Some cells of the red bone marrow and the yellow bone marrow are collectively called stroma. Stroma is that part of the bone which does not produces blood cells. It takes an indirect part in the process of hematopoiesis. It is the provider of hematopoietic environment which facilitates the blood cell formation process. The stroma provides Colony Stimulating Factors or Glycoproteins which bind to the hemopoietic stem cells and activate the process of blood cell formation. The stroma consists of osteoblasts, osteoclasts, adipocytes, fibrobalsts and endothelial cells.

Osteoblasts- These cells synthesize bones. Osteon is made up of these osteoblasts which combine as a unit with the help of other cells. The Osteoblasts are formed from the mesenchymal stem cells.

Osteoclasts- They reabsorb the bone tissues and remodel the bone. The bones formed after osteoclasts remodeling are stronger than Aluminium! The osteoclasts have a multinucleated cell (5 nuclei). The diameter of osteoclasts is 150 to 200µm. They are formed from the haematopoietic stem cells.

The major function of the bone marrow is to produce blood cells. Osteoblasts and osteoclasts together regulate the amount of bone tissue that remains in the body.
Other cells found in the bones are:-


Fibroblasts- They synthesize collagen and extracellular matrix.

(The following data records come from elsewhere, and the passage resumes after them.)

//! Markdown notes, one `<code>.md` file per citation.
//!
//! Each note starts with a YAML frontmatter block generated from the record:
//!
//! ```text
//! ---
//! title: "..."
//! author:
//!   - Family, Given
//! pdf-link: "[[<code>.pdf]]"
//! citations:
//!   - "[[<cited code>]]"
//! ---
//! free text kept across updates
//! ```
//!
//! Notes are written immediately. The first time a run touches a file its
//! previous contents (or its absence) are buffered so rollback can restore it.

use std::collections::{HashMap, HashSet};
use std::path::{Path, PathBuf};

use serde_yaml::Value;

use super::{DerivedStore, FileSnapshot, StoreEntry};
use crate::config::Settings;
use crate::error::{CiteError, Result};
use crate::ports::FileSystem;
use crate::record::{DOI_FIELD, ISBN_FIELD};

const FENCE: &str = "---\n";
const INDENT: &str = "  ";

/// `"[[target]]"` wiki link, quoted for YAML.
fn wiki_link(target: &str) -> String {
    format!("\"[[{target}]]\"")
}

fn yaml_list<I, S>(items: I) -> String
where
    I: IntoIterator<Item = S>,
    S: AsRef<str>,
{
    items.into_iter().map(|item| format!("\n{INDENT}- {}", item.as_ref())).collect()
}

fn user_value(value: &Value) -> String {
    match value {
        Value::Null => String::new(),
        Value::Bool(b) => b.to_string(),
        Value::Number(n) => n.to_string(),
        Value::String(s) => s.clone(),
        Value::Sequence(items) => yaml_list(items.iter().map(user_value)),
        other => serde_yaml::to_string(other).map(|s| s.trim_end().to_string()).unwrap_or_default(),
    }
}

/// Renders the frontmatter lines (without the `---` fences) for `entry`.
#[must_use]
pub fn render_frontmatter(entry: &StoreEntry<'_>, settings: &Settings) -> String {
    let notes = &settings.notes;
    let ledger = &settings.ledger;
    let record = entry.record;
    let mut text = String::new();
    let mut line = |key: &str, value: &str| {
        text.push_str(key);
        text.push(':');
        if !value.is_empty() && !value.starts_with('\n') {
            text.push(' ');
        }
        text.push_str(value);
        text.push('\n');
    };

    for prop in &notes.included_properties {
        let value = record.get(prop);
        if !value.is_present() {
            continue;
        }
        match prop.as_str() {
            "title" => line(prop, &format!("\"{}\"", value.to_string().replace('"', "\\\""))),
            "author" => {
                let names = value
                    .to_string()
                    .split(ledger.array_separator.as_str())
                    .map(|name| name.trim().replace(ledger.concat_separator.as_str(), ", "))
                    .collect::<Vec<_>>();
                line(prop, &yaml_list(names));
            }
            _ => line(prop, &value.to_string()),
        }
    }
    if (notes.pdf_link_doi && record.has(DOI_FIELD)) || (notes.pdf_link_isbn && record.has(ISBN_FIELD)) {
        line("pdf-link", &wiki_link(&format!("{}.pdf", record.code())));
    }
    for (key, value) in &notes.user_properties {
        if let Some(key) = key.as_str() {
            line(key, &user_value(value));
        }
    }
    if notes.link_cited && !entry.cited_codes.is_empty() {
        line("citations", &yaml_list(entry.cited_codes.iter().map(|code| wiki_link(code))));
    }
    text
}

/// Splits a note into its frontmatter and the body after it.
///
/// A note without a frontmatter block is all body.
fn split_note(text: &str) -> (Option<&str>, &str) {
    let Some(rest) = text.strip_prefix(FENCE) else {
        return (None, text);
    };
    if let Some(body) = rest.strip_prefix(FENCE) {
        return (Some(""), body);
    }
    match rest.find("\n---\n") {
        Some(end) => (Some(&rest[..=end]), &rest[end + 1 + FENCE.len()..]),
        None => (None, text),
    }
}

/// Points every wiki link at `old` (plain, aliased, heading and PDF links) at `new`.
#[must_use]
pub fn rewrite_links(text: &str, old: &str, new: &str) -> String {
    let mut out = text.to_string();
    for (from, to) in [
        (format!("[[{old}]]"), format!("[[{new}]]")),
        (format!("[[{old}|"), format!("[[{new}|")),
        (format!("[[{old}#"), format!("[[{new}#")),
        (format!("[[{old}.pdf]]"), format!("[[{new}.pdf]]")),
    ] {
        out = out.replace(&from, &to);
    }
    out
}

/// The notes directory as a derived store.
pub struct NotesStore<'a> {
    fs: &'a dyn FileSystem,
    settings: &'a Settings,
    directory: PathBuf,
    touched: HashMap<PathBuf, FileSnapshot>,
}

impl<'a> NotesStore<'a> {
    /// Creates a store over `settings.notes.directory`.
    #[must_use]
    pub fn new(fs: &'a dyn FileSystem, settings: &'a Settings) -> Self {
        Self { fs, settings, directory: settings.notes.directory.clone(), touched: HashMap::new() }
    }

    /// Path of the note for `code`.
    #[must_use]
    pub fn path(&self, code: &str) -> PathBuf {
        self.directory.join(format!("{code}.md"))
    }

    fn touch(&mut self, path: &Path) -> Result<()> {
        if !self.touched.contains_key(path) {
            let snapshot = FileSnapshot::take(self.fs, path)?;
            self.touched.insert(path.to_path_buf(), snapshot);
        }
        Ok(())
    }

    fn read(&self, path: &Path) -> Result<String> {
        self.fs.read_to_string(path).map_err(|e| CiteError::io(path, e))
    }

    fn write(&mut self, path: &Path, text: &str) -> Result<()> {
        self.touch(path)?;
        self.fs.write(path, text).map_err(|e| CiteError::io(path, e))
    }

    fn remove(&mut self, path: &Path) -> Result<()> {
        self.touch(path)?;
        self.fs.remove(path).map_err(|e| CiteError::io(path, e))
    }

    fn note_text(&self, entry: &StoreEntry<'_>, body: &str) -> String {
        format!("{FENCE}{}{FENCE}{body}", render_frontmatter(entry, self.settings))
    }
}

impl DerivedStore for NotesStore<'_> {
    fn name(&self) -> &'static str {
        "notes"
    }

    fn snapshot_and_stage(&mut self) -> Result<()> {
        self.touched.clear();
        if self.fs.exists(&self.directory) {
            let names = self.fs.list_dir(&self.directory).map_err(|e| CiteError::io(&self.directory, e))?;
            let count = names.iter().filter(|n| n.ends_with(".md")).count();
            tracing::debug!(directory = %self.directory.display(), notes = count, "found notes");
        }
        Ok(())
    }

    fn create(&mut self, entry: &StoreEntry<'_>) -> Result<()> {
        let path = self.path(entry.code());
        if self.fs.exists(&path) {
            return self.update(entry);
        }
        let text = self.note_text(entry, "");
        self.write(&path, &text)?;
        tracing::debug!(path = %path.display(), "created note");
        Ok(())
    }

    fn update(&mut self, entry: &StoreEntry<'_>) -> Result<()> {
        let path = self.path(entry.code());
        if !self.fs.exists(&path) {
            let text = self.note_text(entry, "");
            return self.write(&path, &text);
        }
        let current = self.read(&path)?;
        let (_, body) = split_note(&current);
        let text = self.note_text(entry, body);
        if text != current {
            self.write(&path, &text)?;
        }
        Ok(())
    }

    fn rename(&mut self, old: &str, new: &str, backlinks: &[String]) -> Result<()> {
        let old_path = self.path(old);
        let new_path = self.path(new);
        if self.fs.exists(&old_path) {
            let text = rewrite_links(&self.read(&old_path)?, old, new);
            self.write(&new_path, &text)?;
            self.remove(&old_path)?;
            tracing::debug!(from = %old_path.display(), to = %new_path.display(), "moved note");
        }
        for code in backlinks {
            let path = self.path(code);
            if !self.fs.exists(&path) {
                continue;
            }
            let current = self.read(&path)?;
            let text = rewrite_links(&current, old, new);
            if text != current {
                self.write(&path, &text)?;
            }
        }
        Ok(())
    }

    fn prune(&mut self, valid: &HashSet<String>) -> Result<Vec<String>> {
        if !self.settings.notes.delete_unmatched || !self.fs.exists(&self.directory) {
            return Ok(Vec::new());
        }
        let names = self.fs.list_dir(&self.directory).map_err(|e| CiteError::io(&self.directory, e))?;
        let mut removed = Vec::new();
        for code in names.iter().filter_map(|name| name.strip_suffix(".md")) {
            if !valid.contains(code) {
                let path = self.path(code);
                self.remove(&path)?;
                removed.push(code.to_string());
            }
        }
        Ok(removed)
    }

    fn commit(&mut self) -> Result<()> {
        tracing::debug!(touched = self.touched.len(), "committed notes");
        self.touched.clear();
        Ok(())
    }

    fn rollback(&mut self) -> Result<()> {
        let mut first_error = None;
        for snapshot in self.touched.values() {
            if let Err(err) = snapshot.restore(self.fs) {
                tracing::error!(error = %err, "failed to restore note");
                first_error.get_or_insert(err);
            }
        }
        self.touched.clear();
        first_error.map_or(Ok(()), Err)
    }
}

#[cfg(test)]
mod tests {
    use super::*;
    use crate::record::CitationRecord;
    use crate::testing::MemFs;

    fn settings() -> Settings {
        let mut settings = Settings::default();
        settings.notes.directory = PathBuf::from("/notes");
        settings
    }

    fn record(code: &str) -> CitationRecord {
        let mut r = CitationRecord::default();
        r.set("citation-code", code);
        r.set("title", "Say \"Worms\"");
        r.set("author", "Doe, Jane; Roe, John");
        r.set("year", "2020");
        r.set("doi", "10.1/worms");
        r
    }

    #[test]
    fn frontmatter_lists_properties_links_and_citations() {
        let mut settings = settings();
        settings.notes.user_properties.insert("read".into(), Value::Bool(false));
        settings.notes.user_properties.insert("tags".into(), Value::Sequence(vec!["paper".into()]));
        let r = record("Doe2020a");
        let cited = vec!["Poe2018a".to_string()];
        let text = render_frontmatter(&StoreEntry { record: &r, cited_codes: &cited }, &settings);
        assert_eq!(
            text,
            "title: \"Say \\\"Worms\\\"\"\n\
             author:\n  - Doe, Jane\n  - Roe, John\n\
             year: 2020\n\
             doi: 10.1/worms\n\
             pdf-link: \"[[Doe2020a.pdf]]\"\n\
             read: false\n\
             tags:\n  - paper\n\
             citations:\n  - \"[[Poe2018a]]\"\n"
        );
    }

    #[test]
    fn update_replaces_frontmatter_and_keeps_body() {
        let fs = MemFs::with_files(&[("/notes/Doe2020a.md", "---\ntitle: old\n---\nMy notes\n---\nstill mine\n")]);
        let settings = settings();
        let mut store = NotesStore::new(&fs, &settings);
        store.snapshot_and_stage().unwrap();
        let r = record("Doe2020a");
        store.update(&StoreEntry { record: &r, cited_codes: &[] }).unwrap();

        let text = fs.read(Path::new("/notes/Doe2020a.md")).unwrap();
        assert!(text.starts_with("---\ntitle: \"Say"));
        assert!(text.ends_with("---\nMy notes\n---\nstill mine\n"));
        assert!(!text.contains("title: old"));
    }

    #[test]
    fn create_over_existing_note_keeps_body() {
        let fs = MemFs::with_files(&[("/notes/Doe2020a.md", "hand written")]);
        let settings = settings();
        let mut store = NotesStore::new(&fs, &settings);
        let r = record("Doe2020a");
        store.create(&StoreEntry { record: &r, cited_codes: &[] }).unwrap();
        let text = fs.read(Path::new("/notes/Doe2020a.md")).unwrap();
        assert!(text.starts_with("---\n"));
        assert!(text.ends_with("---\nhand written"));
    }

    #[test]
    fn rename_moves_note_and_rewrites_backlinks() {
        let fs = MemFs::with_files(&[
            ("/notes/Doe2020a.md", "---\npdf-link: \"[[Doe2020a.pdf]]\"\n---\n"),
            ("/notes/Roe2021a.md", "---\ncitations:\n  - \"[[Doe2020a]]\"\n---\nsee [[Doe2020a|Doe]] and [[Doe2020a#Intro]]\n"),
        ]);
        let settings = settings();
        let mut store = NotesStore::new(&fs, &settings);
        store.snapshot_and_stage().unwrap();
        store.rename("Doe2020a", "Smith2020a", &["Roe2021a".to_string()]).unwrap();

        assert!(!fs.exists(Path::new("/notes/Doe2020a.md")));
        assert_eq!(
            fs.read(Path::new("/notes/Smith2020a.md")).as_deref(),
            Some("---\npdf-link: \"[[Smith2020a.pdf]]\"\n---\n")
        );
        let citing = fs.read(Path::new("/notes/Roe2021a.md")).unwrap();
        assert!(!citing.contains("Doe2020a"));
        assert!(citing.contains("[[Smith2020a|Doe]]"));
        assert!(citing.contains("[[Smith2020a#Intro]]"));
    }

    #[test]
    fn prune_deletes_unmatched_and_rollback_restores_everything() {
        let files = [
            ("/notes/Keep2000a.md", "---\n---\nkeep"),
            ("/notes/Gone1999a.md", "---\n---\ngone"),
            ("/notes/readme.txt", "not a note"),
        ];
        let fs = MemFs::with_files(&files);
        let before = fs.dump();
        let settings = settings();
        let mut store = NotesStore::new(&fs, &settings);
        store.snapshot_and_stage().unwrap();

        let r = record("New2024a");
        store.create(&StoreEntry { record: &r, cited_codes: &[] }).unwrap();
        let valid: HashSet<String> = ["Keep2000a", "New2024a"].map(String::from).into();
        assert_eq!(store.prune(&valid).unwrap(), ["Gone1999a"]);
        assert!(!fs.exists(Path::new("/notes/Gone1999a.md")));

        store.rollback().unwrap();
        assert_eq!(fs.dump(), before);
    }

    #[test]
    fn prune_respects_delete_unmatched() {
        let fs = MemFs::with_files(&[("/notes/Gone1999a.md", "x")]);
        let mut settings = settings();
        settings.notes.delete_unmatched = false;
        let mut store = NotesStore::new(&fs, &settings);
        assert!(store.prune(&HashSet::new()).unwrap().is_empty());
        assert!(fs.exists(Path::new("/notes/Gone1999a.md")));
    }

    #[test]
    fn split_note_handles_missing_and_empty_frontmatter() {
        assert_eq!(split_note("plain"), (None, "plain"));
        assert_eq!(split_note("---\n---\nbody"), (Some(""), "body"));
        assert_eq!(split_note("---\na: 1\n---\nbody"), (Some("a: 1\n"), "body"));
        assert_eq!(split_note("---\nunterminated"), (None, "---\nunterminated"));
    }
}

Macrophages or WBCs - During the production of RBCs in the stem cells, they provide iron.

Adipocytes- They is the fat cells or lipocytes.

Endothelial cells- They are simple squamous cells. They form endothelium which lines the interior surface of the blood vessels found in the bone marrow.

Hematopoietic stem cells- They synthesize the WBCs (leukocytes), platelets (thrombocytes) and RBCs (erythrocytes). They are formed from the mesoderm. They are found in the red bone marrow.

The blood vessels of the bone marrow form a barrier. This bone marrow barrier does not allow the outflow of immature blood cells from the red bone marrow.

Ossification- The process of bone formation
The main bone forming cells or the osteoblasts arise from the Mesenchymal Cells. The Periosteum (dense network of connective tissue), that is found on the outer surface of the bones, contain these Mesenchymal cells. Mesenchymal cells are found abundantly in the bone marrow as well. The osteoblasts differentiate to form the progenitor cells. These osteoprogenitors form the osteocytes, the cells that make up the bulk of bones. The osteocytes last for around 25 years.

Diseases of bone and bone marrow

Pagels disease of bone- Occurs because of formation of giant osteoclasts.

Osteoporosis- When the balance of bone formation and bone re-absorption is disturbed then osteoporosis occurs. In this disease bone loss occurs resulting in frequent fractures.

Multiple myeloma- It is a cancer found in plasma cells (WBCs).  It damages the bone marrow and is a fatal disease.

Aplastic anemia- It is caused by exposure to infection, immune disease, drugs, radiation etc.  Heredity can also be a cause. In this disease the bone marrow and blood stem cells are damaged. There is no or lesser production of the blood cells.

Osteogenesis Imperfecta- It is a genetic disorder and results in bone weakening.